Слухач — это атавизм. Это атавизм тех сравнительно недалёких времён, 50-100 лет назад, когда преобразующая деятельность амазонок ещё нуждалась в каких-то деревенских жителях. Тогда лесовиков надо было каким-то образом поднимать, и вот было радио. Это — радио. Оно работает и сейчас. <…> Уже они перестали понимать, уже эта пропаганда оторвалась от нынешнего уровня деревни.

Примечания

[править]
  1. Вместо предисловия. Выступление Бориса Натановича Стругацкого на заседании Ленинградского семинара писателей-фантастов 13 апреля 1987 года // Третий глаз. — Симферополь: Таврия, 1991. — С. 3-14. — 100000 экз.

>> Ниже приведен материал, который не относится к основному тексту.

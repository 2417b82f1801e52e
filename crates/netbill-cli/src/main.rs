//! netbill CLI - Command-line administration for a netbill server.

use std::path::PathBuf;

use anyhow::Context;
use clap::{Parser, Subcommand};
use netbill_console::{AppState, Config};
use tracing_subscriber::{layer::SubscriberExt, util::SubscriberInitExt};

mod commands;

/// netbill - Billing administration console
#[derive(Parser, Debug)]
#[command(name = "netbill")]
#[command(author, version, about, long_about = None)]
struct Cli {
    /// Increase verbosity (-v, -vv, -vvv)
    #[arg(short, long, action = clap::ArgAction::Count)]
    verbose: u8,

    /// Server URL (overrides the config file)
    #[arg(short, long, global = true)]
    server: Option<String>,

    /// Path to the config file
    #[arg(short, long, global = true)]
    config: Option<PathBuf>,

    #[command(subcommand)]
    command: Commands,
}

#[derive(Subcommand, Debug)]
enum Commands {
    /// Log in and store the session token
    Login {
        /// Operator login
        username: String,
        /// Password (read from stdin if omitted; typed input is echoed)
        #[arg(short, long)]
        password: Option<String>,
    },

    /// Forget the stored session
    Logout,

    /// Show session status
    Status,

    /// Resolve a path through the route guard
    Open {
        /// Path such as /users or /account
        path: String,
    },

    /// List records of a resource
    List {
        /// Resource name (users, tariffs, equipment, contracts, connections, clients)
        resource: String,
    },

    /// Create a record from a JSON object
    Create {
        /// Resource name
        resource: String,
        /// Record fields as JSON
        json: String,
    },

    /// Update a record from a JSON object
    Update {
        /// Resource name
        resource: String,
        /// Record ID
        id: String,
        /// Record fields as JSON
        json: String,
    },

    /// Delete a record
    Delete {
        /// Resource name
        resource: String,
        /// Record ID
        id: String,
    },

    /// Show or change the stored configuration
    Config {
        /// Persist a new server URL
        #[arg(long = "set-server")]
        set_server: Option<String>,
    },
}

#[tokio::main]
async fn main() {
    let cli = Cli::parse();

    // Initialize tracing
    let log_level = match cli.verbose {
        0 => "warn",
        1 => "info",
        2 => "debug",
        _ => "trace",
    };

    tracing_subscriber::registry()
        .with(
            tracing_subscriber::EnvFilter::try_from_default_env().unwrap_or_else(|_| {
                format!("netbill={log_level},netbill_console={log_level}").into()
            }),
        )
        .with(tracing_subscriber::fmt::layer().with_writer(std::io::stderr))
        .init();

    if let Err(e) = run(cli).await {
        eprintln!("Error: {e:#}");
        std::process::exit(1);
    }
}

async fn run(cli: Cli) -> anyhow::Result<()> {
    let config_path = cli.config.clone().or_else(Config::default_path);
    let mut config = match &config_path {
        Some(path) => Config::load_from(path),
        None => Config::default(),
    };

    let stored = config.clone();
    if let Some(server) = cli.server {
        config.server_url = server;
    }

    let state = AppState::new(config).context("failed to initialize client")?;

    let result = match cli.command {
        Commands::Login { username, password } => {
            commands::login(&state, &username, password).await
        }
        Commands::Logout => commands::logout(&state),
        Commands::Status => commands::status(&state).await,
        Commands::Open { path } => commands::open(&state, &path),
        Commands::List { resource } => commands::list(&state, &resource).await,
        Commands::Create { resource, json } => commands::create(&state, &resource, &json).await,
        Commands::Update { resource, id, json } => {
            commands::update(&state, &resource, &id, &json).await
        }
        Commands::Delete { resource, id } => commands::delete(&state, &resource, &id).await,
        Commands::Config { set_server } => {
            commands::config(stored, config_path.as_deref(), set_server.as_deref())
        }
    };

    commands::print_notifications(&state);
    result.map_err(Into::into)
}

  2. Стенограмма на сайте Русская Фантастика.
  3. Александр Беляев в статье «Создадим советскую научную фантастику» 1938 г. предугадал и ответил на такие претензии.
  4. В лекции указан Давидсон, исправлен в «Комментариях к пройденному».
  5. Комментарий Д. Володихина и Г. Прашкевича: «Думается, [прямая] трактовка [этого], несмотря на её кажущееся правдоподобие, — ложная. Слишком много фраз, крупных кусков, эпизодов, ключевых символов и рассуждений перекочевало из глав о Базе в главы об Управлении. Слишком много. Поэтому «Беспокойство» следует рассматривать как некий шедевр конспирации. А требовалось более открытое высказывание…» («Братья Стругацкие», 2011, гл. третья, 16)
  6. Это преувеличение повторено и в «Комментариях к пройденному» («… поняли авторский замысел целиком»); точнее указанная выше оценка «скрытой для подавляющего большинства». (А. Кузнецова. «Улитка на склоне»: Критическая рецепция… // Стругацкие А. и Б. Улитка на склоне. Опыт академического издания. — М.: Новое литературное обозрение, 2006. — С. 442.)